Migraine is a frequent event among women of reproductive age. It is difficult to predict the course and severity of disease that migraineurs will endure during pregnancy. Treatment is often compromised during pregnancy because of concerns regarding pharmacotherapy and fetal well being.


The majority of women with migraine during pregnancy will not require ongoing pharmacotherapy or prophylaxis. Nonpharmacologic strategies should be the first-line treatment of migraines. For severe migraines, recent cohort studies documenting the use of triptans for treatment during pregnancy have shown no increase in adverse pregnancy and fetal outcomes above the average rate. High-dose valproate is the only antiepileptic drug available for migraine prophylaxis that has been shown to cause long-term cognitive effects in infants exposed during gestation.

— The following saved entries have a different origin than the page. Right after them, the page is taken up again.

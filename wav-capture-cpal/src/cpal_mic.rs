//! cpal microphone capture provider.
//!
//! The cpal stream delivers samples on the backend's callback thread. Each
//! callback batch is converted to little-endian bytes and handed to the
//! reader through a bounded crossbeam channel; `read` re-chunks the bytes
//! into the fixed buffer size the recorder asked for.

use std::sync::Arc;
use std::thread;
use std::time::Duration;

use cpal::traits::{DeviceTrait, StreamTrait};
use cpal::{SampleFormat, SupportedBufferSize};
use crossbeam_channel::{Receiver, RecvTimeoutError, Sender, TrySendError};
use parking_lot::Mutex;

use wav_capture_core::models::audio_models::{AudioFormat, CaptureDevice};
use wav_capture_core::models::error::RecorderError;
use wav_capture_core::traits::capture_provider::{CaptureProvider, CaptureStream};

use crate::device_enumerator::DeviceEnumerator;

/// Device period assumed when the backend reports no buffer size range.
const FALLBACK_PERIOD_MS: u32 = 20;

/// How long a read waits before returning `Ok(0)`.
const READ_POLL: Duration = Duration::from_millis(50);

/// Callback batches buffered between the device and the reader.
const CHANNEL_DEPTH: usize = 256;

/// Microphone capture through cpal.
pub struct CpalMicCapture {
    device_name: Option<String>,
}

impl CpalMicCapture {
    /// Capture from the system default input device.
    pub fn default_device() -> Self {
        Self { device_name: None }
    }

    /// Capture from the input device called `name`.
    pub fn with_device(name: impl Into<String>) -> Self {
        Self {
            device_name: Some(name.into()),
        }
    }

    fn device(&self) -> Result<cpal::Device, RecorderError> {
        DeviceEnumerator::new().find_input_device(self.device_name.as_deref())
    }
}

impl CaptureProvider for CpalMicCapture {
    fn is_available(&self) -> bool {
        self.device().is_ok()
    }

    fn device_info(&self) -> CaptureDevice {
        let enumerator = DeviceEnumerator::new();
        let default_name = enumerator.default_input_name();
        match &self.device_name {
            Some(name) => CaptureDevice {
                id: name.clone(),
                name: name.clone(),
                is_default: default_name.as_deref() == Some(name.as_str()),
            },
            None => CaptureDevice {
                id: "default-mic".into(),
                name: default_name.unwrap_or_else(|| "Default Microphone".into()),
                is_default: true,
            },
        }
    }

    fn min_buffer_size(&self, format: &AudioFormat) -> Result<usize, RecorderError> {
        let sample_format = sample_format_for(format)?;
        let device = self.device()?;
        let supported = device
            .supported_input_configs()
            .map_err(|e| RecorderError::Initialization(format!("failed to query input configs: {}", e)))?
            .find(|range| {
                range.channels() == format.channels
                    && range.sample_format() == sample_format
                    && range.min_sample_rate().0 <= format.sample_rate
                    && format.sample_rate <= range.max_sample_rate().0
            })
            .ok_or_else(|| {
                RecorderError::Initialization(format!(
                    "device does not support {} Hz, {} ch, {:?}",
                    format.sample_rate, format.channels, sample_format
                ))
            })?;

        Ok(min_buffer_bytes(supported.buffer_size(), format))
    }

    fn open(&mut self, format: &AudioFormat, buffer_size: usize) -> Result<Box<dyn CaptureStream>, RecorderError> {
        let device_name = self.device_name.clone();
        let format = *format;
        let (data_tx, data_rx) = crossbeam_channel::bounded(CHANNEL_DEPTH);
        let (ready_tx, ready_rx) = crossbeam_channel::bounded(1);
        let (shutdown_tx, shutdown_rx) = crossbeam_channel::bounded::<()>(1);
        let fault = Arc::new(Mutex::new(None));
        let stream_fault = Arc::clone(&fault);

        // cpal::Stream is not Send; it lives and dies on this thread.
        let owner = thread::Builder::new()
            .name("cpal-input".into())
            .spawn(move || {
                let stream = match build_stream(device_name.as_deref(), &format, data_tx, stream_fault) {
                    Ok(stream) => stream,
                    Err(e) => {
                        let _ = ready_tx.send(Err(e));
                        return;
                    }
                };
                if let Err(e) = stream.play() {
                    let _ = ready_tx.send(Err(RecorderError::Initialization(format!(
                        "failed to start input stream: {}",
                        e
                    ))));
                    return;
                }
                let _ = ready_tx.send(Ok(()));

                // Returns once the reader closes or is dropped.
                let _ = shutdown_rx.recv();
                drop(stream);
                log::debug!("Input stream released");
            })
            .map_err(|e| RecorderError::Initialization(format!("failed to spawn input thread: {}", e)))?;

        match ready_rx.recv() {
            Ok(Ok(())) => {}
            Ok(Err(e)) => {
                let _ = owner.join();
                return Err(e);
            }
            Err(_) => {
                let _ = owner.join();
                return Err(RecorderError::Initialization("input thread exited during setup".into()));
            }
        }

        log::info!(
            "Opened input stream: {} Hz, {} ch, {}-bit, {} byte reads",
            format.sample_rate,
            format.channels,
            format.bits_per_sample,
            buffer_size
        );

        Ok(Box::new(CpalCaptureStream {
            receiver: data_rx,
            pending: Vec::with_capacity(buffer_size * 2),
            fault,
            shutdown: Some(shutdown_tx),
            owner: Some(owner),
        }))
    }
}

/// cpal sample format carrying `format.bits_per_sample`.
fn sample_format_for(format: &AudioFormat) -> Result<SampleFormat, RecorderError> {
    match format.bits_per_sample {
        16 => Ok(SampleFormat::I16),
        32 => Ok(SampleFormat::I32),
        other => Err(RecorderError::Initialization(format!(
            "unsupported bit depth: {}",
            other
        ))),
    }
}

/// Smallest read in bytes for a device buffer range.
fn min_buffer_bytes(buffer_size: &SupportedBufferSize, format: &AudioFormat) -> usize {
    let frames = match buffer_size {
        SupportedBufferSize::Range { min, .. } if *min > 0 => *min as usize,
        _ => (format.sample_rate * FALLBACK_PERIOD_MS / 1_000) as usize,
    };
    frames * format.block_align()
}

fn build_stream(
    device_name: Option<&str>,
    format: &AudioFormat,
    data_tx: Sender<Vec<u8>>,
    fault: Arc<Mutex<Option<String>>>,
) -> Result<cpal::Stream, RecorderError> {
    let device = DeviceEnumerator::new().find_input_device(device_name)?;
    let config = cpal::StreamConfig {
        channels: format.channels,
        sample_rate: cpal::SampleRate(format.sample_rate),
        buffer_size: cpal::BufferSize::Default,
    };

    let err_fn = move |err: cpal::StreamError| {
        log::error!("Input stream error: {}", err);
        *fault.lock() = Some(err.to_string());
    };

    let stream = match sample_format_for(format)? {
        SampleFormat::I16 => device.build_input_stream(
            &config,
            move |data: &[i16], _: &cpal::InputCallbackInfo| {
                forward(&data_tx, data.iter().flat_map(|s| s.to_le_bytes()).collect());
            },
            err_fn,
            None,
        ),
        _ => device.build_input_stream(
            &config,
            move |data: &[i32], _: &cpal::InputCallbackInfo| {
                forward(&data_tx, data.iter().flat_map(|s| s.to_le_bytes()).collect());
            },
            err_fn,
            None,
        ),
    };

    stream.map_err(|e| RecorderError::Initialization(format!("failed to build input stream: {}", e)))
}

/// Hand one callback batch to the reader. Never blocks the audio thread.
fn forward(data_tx: &Sender<Vec<u8>>, bytes: Vec<u8>) {
    if let Err(TrySendError::Full(dropped)) = data_tx.try_send(bytes) {
        log::warn!("Capture reader is behind; dropped {} bytes", dropped.len());
    }
}

struct CpalCaptureStream {
    receiver: Receiver<Vec<u8>>,
    pending: Vec<u8>,
    fault: Arc<Mutex<Option<String>>>,
    shutdown: Option<Sender<()>>,
    owner: Option<thread::JoinHandle<()>>,
}

impl CaptureStream for CpalCaptureStream {
    fn read(&mut self, buf: &mut [u8]) -> Result<usize, RecorderError> {
        if self.shutdown.is_none() {
            return Err(RecorderError::CaptureFailed("stream closed".into()));
        }

        while self.pending.len() < buf.len() {
            if let Some(reason) = self.fault.lock().take() {
                return Err(RecorderError::CaptureFailed(reason));
            }
            match self.receiver.recv_timeout(READ_POLL) {
                Ok(bytes) => self.pending.extend_from_slice(&bytes),
                Err(RecvTimeoutError::Timeout) => return Ok(0),
                Err(RecvTimeoutError::Disconnected) => {
                    return Err(RecorderError::CaptureFailed("input stream ended".into()));
                }
            }
        }

        let n = buf.len();
        buf.copy_from_slice(&self.pending[..n]);
        self.pending.drain(..n);
        Ok(n)
    }

    fn close(&mut self) {
        // Dropping the sender wakes the owner thread.
        if self.shutdown.take().is_none() {
            return;
        }
        if let Some(owner) = self.owner.take() {
            if owner.join().is_err() {
                log::error!("Input thread panicked");
            }
        }
        self.pending.clear();
    }
}

impl Drop for CpalCaptureStream {
    fn drop(&mut self) {
        self.close();
    }
}

#[cfg(test)]
mod tests {
    use super::*;

    #[test]
    fn bit_depth_maps_to_integer_sample_format() {
        assert_eq!(sample_format_for(&AudioFormat::new(44_100, 1, 16)).unwrap(), SampleFormat::I16);
        assert_eq!(sample_format_for(&AudioFormat::new(48_000, 2, 32)).unwrap(), SampleFormat::I32);
        assert!(sample_format_for(&AudioFormat::new(48_000, 2, 24)).is_err());
    }

    #[test]
    fn device_range_minimum_is_scaled_to_bytes() {
        let range = SupportedBufferSize::Range { min: 256, max: 4_096 };
        assert_eq!(min_buffer_bytes(&range, &AudioFormat::new(48_000, 2, 16)), 1_024);
        assert_eq!(min_buffer_bytes(&range, &AudioFormat::new(48_000, 2, 32)), 2_048);
    }

    #[test]
    fn unknown_range_falls_back_to_one_period() {
        let format = AudioFormat::new(44_100, 1, 16);
        // 20 ms at 44.1 kHz is 882 frames.
        assert_eq!(min_buffer_bytes(&SupportedBufferSize::Unknown, &format), 1_764);
        let zero = SupportedBufferSize::Range { min: 0, max: 0 };
        assert_eq!(min_buffer_bytes(&zero, &format), 1_764);
    }

    #[test]
    fn full_channel_drops_batch_without_blocking() {
        let (tx, rx) = crossbeam_channel::bounded(1);
        forward(&tx, vec![1, 2]);
        forward(&tx, vec![3, 4]);
        assert_eq!(rx.try_recv().unwrap(), vec![1, 2]);
        assert!(rx.try_recv().is_err());
    }

    #[test]
    fn stream_rechunks_and_reports_faults() {
        let (tx, rx) = crossbeam_channel::bounded(4);
        let (shutdown_tx, _shutdown_rx) = crossbeam_channel::bounded(1);
        let fault = Arc::new(Mutex::new(None));
        let mut stream = CpalCaptureStream {
            receiver: rx,
            pending: Vec::new(),
            fault: Arc::clone(&fault),
            shutdown: Some(shutdown_tx),
            owner: None,
        };

        tx.send(vec![1, 2, 3]).unwrap();
        tx.send(vec![4, 5, 6]).unwrap();
        let mut buf = [0u8; 4];
        assert_eq!(stream.read(&mut buf).unwrap(), 4);
        assert_eq!(buf, [1, 2, 3, 4]);
        assert_eq!(stream.read(&mut buf).unwrap(), 0);

        *fault.lock() = Some("device disconnected".into());
        assert_eq!(
            stream.read(&mut buf),
            Err(RecorderError::CaptureFailed("device disconnected".into()))
        );

        stream.close();
        assert!(stream.read(&mut buf).is_err());
    }
}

Congenital syndromes have been described for most of the older antiepileptic drugs but less so for many of the newer drugs. These newer medications appear to have improved safety profiles for use in pregnancy but there is still information lacking from larger patient cohorts and longitudinal studies of neurodevelopmental outcomes. There is also evidence to support use of beta-blockers and calcium-channel blockers for migraine prevention during pregnancy.


For those patients who develop debilitating migraine or whose migraines interfere with activities of daily living, there are several options for treatment and headache prevention that have a low likelihood of compromising fetal well being.